Dopo vivi contrasti, a Firenze si delibera di porre il campo a Pisa. Fallimento dell’impresa per la debolezza delle milizie; i fiorentini levano il campo da Pisa.

Questo esito ebbe il movimento di Bartolomeo d’Alviano, stato piú negli occhi degli uomini per le sue lunghe pratiche e per la iattanza delle sue parole piene di ferocia e di minaccie che per forze o fondamento stabile che avesse la impresa sua.
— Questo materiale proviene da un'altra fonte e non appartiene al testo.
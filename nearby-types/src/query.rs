//! Query modes and query values.

use crate::coordinate::Coordinate;
use serde::{Deserialize, Serialize};

/// What a query returns.
#[derive(Debug, Clone, Copy, PartialEq, Eq, Hash, Serialize, Deserialize)]
#[serde(rename_all = "snake_case")]
pub enum QueryMode {
    /// Topic IDs located at the nearest points (tag `t`).
    Topic,
    /// Question IDs reachable from the nearest points (tag `q`).
    Question,
    /// Any other tag. Always answered with an empty result.
    Unsupported,
}

impl QueryMode {
    /// Map a mode tag to a mode. Unknown tags are not an error.
    ///
    /// ```
    /// use nearby_types::query::QueryMode;
    ///
    /// assert_eq!(QueryMode::from_tag("t"), QueryMode::Topic);
    /// assert_eq!(QueryMode::from_tag("q"), QueryMode::Question);
    /// assert_eq!(QueryMode::from_tag("x"), QueryMode::Unsupported);
    /// ```
    pub fn from_tag(tag: &str) -> Self {
        match tag {
            "t" => QueryMode::Topic,
            "q" => QueryMode::Question,
            _ => QueryMode::Unsupported,
        }
    }

    pub fn tag(&self) -> Option<&'static str> {
        match self {
            QueryMode::Topic => Some("t"),
            QueryMode::Question => Some("q"),
            QueryMode::Unsupported => None,
        }
    }
}

/// A single proximity query.
#[derive(Debug, Clone, Copy, PartialEq, Serialize, Deserialize)]
pub struct Query {
    pub mode: QueryMode,
    /// Number of IDs wanted; the answer never holds more.
    pub target: usize,
    pub location: Coordinate,
}

impl Query {
    pub fn new(mode: QueryMode, target: usize, location: Coordinate) -> Self {
        Self {
            mode,
            target,
            location,
        }
    }

    pub fn topics(target: usize, location: Coordinate) -> Self {
        Self::new(QueryMode::Topic, target, location)
    }

    pub fn questions(target: usize, location: Coordinate) -> Self {
        Self::new(QueryMode::Question, target, location)
    }
}
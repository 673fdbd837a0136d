use anyhow::Context;
use clap::Parser;
use log::info;
use nearby::input::{parse_workload, write_answers};
use nearby::{Config, SpatialIndexKind};
use std::io::{BufWriter, Read};
use std::path::PathBuf;

/// Answer nearest topic and question queries from a workload file or stdin.
#[derive(Parser, Debug)]
#[command(version, about, long_about = None)]
struct Args {
    /// Workload file; stdin when omitted
    #[arg(short, long)]
    input: Option<PathBuf>,

    /// Configuration file (.json, or .toml with the `toml` feature)
    #[arg(short, long)]
    config: Option<PathBuf>,

    /// Spatial index implementation, overriding the configuration file
    #[arg(long)]
    index: Option<SpatialIndexKind>,

    /// Log build and query progress to stderr
    #[arg(short, long)]
    verbose: bool,
}

fn main() -> anyhow::Result<()> {
    let args = Args::parse();

    let default_filter = if args.verbose { "nearby=debug" } else { "warn" };
    env_logger::Builder::from_env(env_logger::Env::default().default_filter_or(default_filter))
        .init();

    let mut config = match &args.config {
        Some(path) => Config::load(path)
            .with_context(|| format!("loading configuration from {}", path.display()))?,
        None => Config::default(),
    };
    if let Some(kind) = args.index {
        config = config.with_spatial_index(kind);
    }

    let text = match &args.input {
        Some(path) => {
            info!("Reading workload from {}", path.display());
            std::fs::read_to_string(path)
                .with_context(|| format!("reading {}", path.display()))?
        }
        None => {
            info!("Reading workload from stdin");
            let mut text = String::new();
            std::io::stdin()
                .read_to_string(&mut text)
                .context("reading stdin")?;
            text
        }
    };

    let answers = parse_workload(&text)?.run(config)?;

    let stdout = std::io::stdout();
    let mut out = BufWriter::new(stdout.lock());
    write_answers(&mut out, &answers).context("writing answers")?;

    Ok(())
}
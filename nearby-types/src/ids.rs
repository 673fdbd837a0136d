//! Typed identifiers for topics and questions.

use serde::{Deserialize, Serialize};
use std::fmt;

/// Identifier of a Topic, an entity located at one coordinate.
#[derive(
    Debug, Clone, Copy, PartialEq, Eq, Hash, PartialOrd, Ord, Serialize, Deserialize,
)]
#[serde(transparent)]
pub struct TopicId(pub i64);

/// Identifier of a Question, an entity referencing zero or more Topics.
#[derive(
    Debug, Clone, Copy, PartialEq, Eq, Hash, PartialOrd, Ord, Serialize, Deserialize,
)]
#[serde(transparent)]
pub struct QuestionId(pub i64);

impl TopicId {
    pub const fn get(self) -> i64 {
        self.0
    }
}

impl QuestionId {
    pub const fn get(self) -> i64 {
        self.0
    }
}

impl From<i64> for TopicId {
    fn from(value: i64) -> Self {
        Self(value)
    }
}

impl From<i64> for QuestionId {
    fn from(value: i64) -> Self {
        Self(value)
    }
}

impl fmt::Display for TopicId {
    fn fmt(&self, f: &mut fmt::Formatter<'_>) -> fmt::Result {
        self.0.fmt(f)
    }
}

impl fmt::Display for QuestionId {
    fn fmt(&self, f: &mut fmt::Formatter<'_>) -> fmt::Result {
        self.0.fmt(f)
    }
}
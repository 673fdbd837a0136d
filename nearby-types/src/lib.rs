//! # nearby-types
//!
//! Core data types shared by the `nearby` proximity query engine.
//!
//! - **Coordinates**: `Coordinate`, an exact 2-D location usable as a map key
//! - **Identifiers**: `TopicId`, `QuestionId`
//! - **Records**: `TopicRecord`, `QuestionRecord` (build-phase input)
//! - **Queries**: `QueryMode`, `Query`
//! - **Configuration**: `SpatialIndexKind`
//!
//! All types are serializable with Serde.
//!
//! ## Examples
//!
//! ```rust
//! use nearby_types::coordinate::Coordinate;
//! use nearby_types::query::{Query, QueryMode};
//!
//! let query = Query::new(QueryMode::from_tag("q"), 3, Coordinate::new(1.5, -2.0));
//! assert_eq!(query.mode, QueryMode::Question);
//! ```

pub mod config;
pub mod coordinate;
pub mod ids;
pub mod query;
pub mod record;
Da questa vittoria preso animo Ercole Bentivoglio e Antonio Giacomini, commissario del campo, confortorono con veementi lettere e spessi messi i fiorentini che l’esercito vincitore si accostasse alle mura di Pisa, fatte prima con piú prestezza fusse possibile le provisioni necessarie per espugnarla; sperando che, per trovarsi in molte difficoltá ed essere mancata loro la speranza della venuta dell’Alviano, e come pare che ogni cosa ceda alla riputazione della vittoria, avesse con non molta difficoltá a ottenersi: nella quale speranza gli nutriva molto qualche intelligenza che avevano in Pisa con alcuni. Ma in Firenze, dimandando il magistrato de’ dieci, magistrato proposto alle cose della guerra, consiglio di quello fusse da fare a quegli cittadini co’ quali erano consueti di consultare le faccende importanti, fu dannata unitamente da tutti questa deliberazione; perché presupponevano che ne’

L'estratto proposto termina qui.